Makers are required by law in many places to display this information on the packaging, due to the very health concerns you're experiencing. They're more than happy to provide the information, as it's an accurate measure of image quality and they're eager to show off high rates that allow for 3D Stereoscopic viewing; however, if the monitor has aged, this can degrade the monitor quality with use. It shouldn't be noticeable, but if you're like me and hang on to monitors until they go black and never turn on again, it might be something that has happened. For situations like that, you can use the computer itself to test the monitor (as it must internally just to sync its images) using tools provided by your graphic card manufacturer or websites like this one. You can just look up the monitor model online for the base spec, and you can view the monitor properties in Device Manager or Display Properties on a Windows system to see its operational Refresh Rate.
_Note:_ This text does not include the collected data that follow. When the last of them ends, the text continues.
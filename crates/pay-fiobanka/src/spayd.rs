//! # Short Payment Descriptor
//!
//! `SPD*1.0*ACC:...*AM:...*CC:...*MSG:...*VS:...`, the payload Czech
//! banking apps read from a payment QR code.

use pay_core::amount::format_major;
use pay_core::Decimal;
use std::fmt;

/// Longest variable symbol a Czech transfer accepts
pub const VARIABLE_SYMBOL_LEN: usize = 10;

/// Payment descriptor rendered into the QR code
#[derive(Debug, Clone, PartialEq)]
pub struct Spayd {
    pub account: String,
    pub amount: Decimal,
    pub currency: String,
    pub message: String,
    pub variable_symbol: String,
}

impl fmt::Display for Spayd {
    fn fmt(&self, f: &mut fmt::Formatter<'_>) -> fmt::Result {
        write!(
            f,
            "SPD*1.0*ACC:{}*AM:{}*CC:{}*MSG:{}*VS:{}",
            field(&self.account),
            format_major(self.amount),
            self.currency.to_uppercase(),
            field(&self.message),
            self.variable_symbol
        )
    }
}

impl Spayd {
    /// QR image URL for this descriptor on `qr_api_url`
    pub fn qr_code_url(&self, qr_api_url: &str) -> String {
        let data: String = url::form_urlencoded::byte_serialize(self.to_string().as_bytes()).collect();
        format!(
            "{}/?size=300x300&data={}",
            qr_api_url.trim_end_matches('/'),
            data
        )
    }
}

// `*` separates fields
fn field(value: &str) -> String {
    value.replace('*', " ")
}

/// Numeric variable symbol for an order id.
///
/// An id that is already a number of at most ten digits without a leading
/// zero is used as is. Any other id maps to `0` followed by nine digits of
/// its MD5 digest, so the two forms never meet and distinct numeric ids
/// never share a symbol.
pub fn variable_symbol(order_id: &str) -> String {
    if is_plain_number(order_id) {
        return order_id.to_string();
    }

    let digest = md5::compute(order_id.as_bytes());
    let mut head = [0u8; 8];
    head.copy_from_slice(&digest.0[..8]);
    let hashed = u64::from_be_bytes(head) % 10u64.pow(VARIABLE_SYMBOL_LEN as u32 - 1);
    format!("0{:0width$}", hashed, width = VARIABLE_SYMBOL_LEN - 1)
}

fn is_plain_number(value: &str) -> bool {
    !value.is_empty()
        && value.len() <= VARIABLE_SYMBOL_LEN
        && !value.starts_with('0')
        && value.bytes().all(|b| b.is_ascii_digit())
}
//! # Payment Gateway
//!
//! ## Usage
//!
//! ```bash
//! # Credentials for the providers to enable (any subset)
//! export COMGATE_MERCHANT_ID=... COMGATE_SECRET_KEY=...
//! export FIO_BANKA_API_KEY=... FIO_BANKA_ACCOUNT_NUMBER=...
//! export API_KEY=...            # optional X-API-Key guard
//! export LOG_FORMAT=json        # optional structured logs
//!
//! payment-gateway
//! ```

use pay_api::{routes, AppConfig, AppState};
use tracing::{info, Level};
use tracing_subscriber::{fmt, prelude::*, EnvFilter};

#[tokio::main]
async fn main() -> anyhow::Result<()> {
    dotenvy::dotenv().ok();
    init_tracing();

    let config = AppConfig::from_env();
    let addr = config.socket_addr()?;

    info!("Environment: {}", config.environment);
    if config.api_key.is_none() {
        info!("API_KEY not set; /payments endpoints are open");
    }

    let is_prod = config.is_production();
    let state = AppState::from_env(config);
    info!("Payment providers: {:?}", state.registry.providers());

    let app = routes::create_router(state);

    info!("Payment gateway listening on http://{}", addr);
    if !is_prod {
        info!("Create: POST http://{}/payments/create", addr);
        info!("Webhooks: POST http://{}/webhooks/{{provider}}", addr);
    }
    let listener = tokio::net::TcpListener::bind(addr).await?;
    axum::serve(listener, app).await?;

    Ok(())
}

fn init_tracing() {
    let filter = EnvFilter::builder()
        .with_default_directive(Level::INFO.into())
        .from_env_lossy();

    let json = std::env::var("LOG_FORMAT").map(|v| v == "json").unwrap_or(false);
    if json {
        tracing_subscriber::registry()
            .with(fmt::layer().json())
            .with(filter)
            .init();
    } else {
        tracing_subscriber::registry()
            .with(fmt::layer())
            .with(filter)
            .init();
    }
}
By all means, give this a try and post your rates, it might be a good supplement to the question to know your results!

  • I guess I didn't explain this well, but it's not the refresh rate that's causing my health problems (otherwise, LED lamps would cause them too, which they don't). I'm guessing it's the frequencies involved -- that's what I'm trying to measure. The story about the refresh rate says that it would be nice if the frequencies could update at least as fast as the refresh rate, so I can analyse the frequencies in both the On and the Off states.
    – Alex
    Commented Nov 13, 2018 at 17:57
  • Are you sure? The refresh rate of an LED bulb is a very different thing. The average LED bulb remains on constantly, as it's not refreshing an image, so it doesn't actually flicker or does so at such a rate it's not worth detecting. Screens flicker just because they have to do so in order to project the next frame. They operate on the same wavelengths as LED bulbs.
    – CDove
    Commented Nov 13, 2018 at 19:42
  • Yes: see the link eevblog.com/forum/testgear/… from my original post. Most LEDs are always on, others flicker; but even the flickering ones don't give me problems. But for a LED, the frequency is always the same; screens have many frequencies, including invisible ones. I am not sure, but it might even be the invisible frequencies which are giving me health problems.